Hagel’s Leaves

Hagel’s Leaves

Gilbert N. Kahn is a professor of Political Science at Kean University.

Some of the results of the departure of Chuck Hagel from the Obama Administration are obvious. The White House loses its most visible Republican; the most hawkish member of a not very hawkish national security team; and the President loses a colleague from their days together on the Senate Foreign Relations Committee. At the same time, the President insures complete loyalty from his national security team; he reasserts that the Chicago cronies are back in control; and he eliminates any possible dissenting voice emerging from the White House. While it is not clear what exactly Hagel brought to the decision-making process which was unique or so exemplary, he apparently was respected throughout the Pentagon from the top brass down.

If the suggestion being discussed is correct then U.S. policy in the Middle East may lose at least one of the major skeptical voices within the Administration. Specifically, U.S. policy towards ISIS; the renewed Iraq campaign; the static non-withdrawal from Afghanistan; and resolving the Israeli-Palestinian conflict may all be in for a shake-up. If Hagel’s replacement is another “yes” person, then national security policy will be much more clearly articulated but may be significantly less aggressive or engaged; this within a team that had been already largely in a withdrawal mode.

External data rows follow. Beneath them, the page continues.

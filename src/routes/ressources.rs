use axum::extract::{Path, Query, State};
use axum::Json;
use serde_json::{json, Value};

use crate::auth::{peut_modifier_ressource, AuthUser, Capacite};
use crate::database::models::{EtatUtilisation, Potentiel};
use crate::database::queries::{Queries, RessourceFiltre, RessourcePayload};
use crate::error::ApiError;
use crate::geo::valider_coordonnees;
use crate::state::AppState;

fn valider_filtre(filtre: &RessourceFiltre) -> Result<(), ApiError> {
    if let Some(p) = &filtre.potentiel {
        p.parse::<Potentiel>().map_err(ApiError::Validation)?;
    }
    if let Some(e) = &filtre.etat_utilisation {
        e.parse::<EtatUtilisation>().map_err(ApiError::Validation)?;
    }
    Ok(())
}

/// Validation layer: vocabulary and referential checks run before any SQL
/// write, malformed input never reaches the database.
async fn valider_payload(state: &AppState, payload: &RessourcePayload) -> Result<(), ApiError> {
    if payload.nom.trim().is_empty() {
        return Err(ApiError::Validation("Le nom est obligatoire".to_string()));
    }
    payload
        .potentiel
        .parse::<Potentiel>()
        .map_err(ApiError::Validation)?;
    payload
        .etat_utilisation
        .parse::<EtatUtilisation>()
        .map_err(ApiError::Validation)?;
    valider_coordonnees(payload.latitude, payload.longitude).map_err(ApiError::Validation)?;

    if !Queries::commune_existe(state.db.pool(), payload.commune_id).await? {
        return Err(ApiError::Validation(format!(
            "Commune inexistante: {}",
            payload.commune_id
        )));
    }
    if !Queries::type_existe(state.db.pool(), payload.type_ressource_id).await? {
        return Err(ApiError::Validation(format!(
            "Type de ressource inexistant: {}",
            payload.type_ressource_id
        )));
    }
    Ok(())
}

pub async fn liste(
    State(state): State<AppState>,
    Query(filtre): Query<RessourceFiltre>,
) -> Result<Json<Value>, ApiError> {
    valider_filtre(&filtre)?;
    let ressources = Queries::list_ressources(state.db.pool(), &filtre).await?;
    Ok(Json(json!({
        "success": true,
        "data": ressources,
        "total": ressources.len(),
    })))
}

pub async fn detail(
    State(state): State<AppState>,
    Path(id): Path<i32>,
) -> Result<Json<Value>, ApiError> {
    let ressource = Queries::get_ressource(state.db.pool(), id)
        .await?
        .ok_or_else(|| ApiError::Introuvable("Ressource introuvable".to_string()))?;
    Ok(Json(json!({ "success": true, "data": ressource })))
}

pub async fn creer(
    State(state): State<AppState>,
    auth: AuthUser,
    Json(payload): Json<RessourcePayload>,
) -> Result<Json<Value>, ApiError> {
    auth.exiger(Capacite::CreerRessource)?;
    valider_payload(&state, &payload).await?;

    let ressource =
        Queries::insert_ressource(state.db.pool(), &payload, auth.utilisateur.id).await?;
    Ok(Json(json!({ "success": true, "data": ressource })))
}

pub async fn modifier(
    State(state): State<AppState>,
    auth: AuthUser,
    Path(id): Path<i32>,
    Json(payload): Json<RessourcePayload>,
) -> Result<Json<Value>, ApiError> {
    let existante = Queries::get_ressource(state.db.pool(), id)
        .await?
        .ok_or_else(|| ApiError::Introuvable("Ressource introuvable".to_string()))?;

    if !peut_modifier_ressource(auth.role, auth.utilisateur.id, existante.created_by) {
        return Err(ApiError::Autorisation("Accès refusé".to_string()));
    }

    valider_payload(&state, &payload).await?;

    let ressource = Queries::update_ressource(state.db.pool(), id, &payload)
        .await?
        .ok_or_else(|| ApiError::Introuvable("Ressource introuvable".to_string()))?;
    Ok(Json(json!({ "success": true, "data": ressource })))
}

pub async fn supprimer(
    State(state): State<AppState>,
    auth: AuthUser,
    Path(id): Path<i32>,
) -> Result<Json<Value>, ApiError> {
    let existante = Queries::get_ressource(state.db.pool(), id)
        .await?
        .ok_or_else(|| ApiError::Introuvable("Ressource introuvable".to_string()))?;

    if !peut_modifier_ressource(auth.role, auth.utilisateur.id, existante.created_by) {
        return Err(ApiError::Autorisation("Accès refusé".to_string()));
    }

    Queries::delete_ressource(state.db.pool(), id).await?;
    Ok(Json(json!({ "success": true })))
}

With respect to Israel, the strong bi-lateral relationship that exists between the military officials in both the U.S. and Israel will undoubtedly continue. The recent visit of the Chairman of the Joint Chiefs of Staff, General Martin Dempsey, to the region certainly reinforced a mutual respect. It also indicated a close working and learning relationship between the two militaries. As for the security policies and politics, it is likely that Hagel was not very involved in the White House deliberations, unlike Secretary Kerry. His replacement will probably be expected to toe the Administration’s line. What is definitely clear is that Senate confirmation of Hagel’s replacement will not be a walk in the park; not that Hagel himself had such an easy time from his own former colleagues when he was confirmed in February 2013.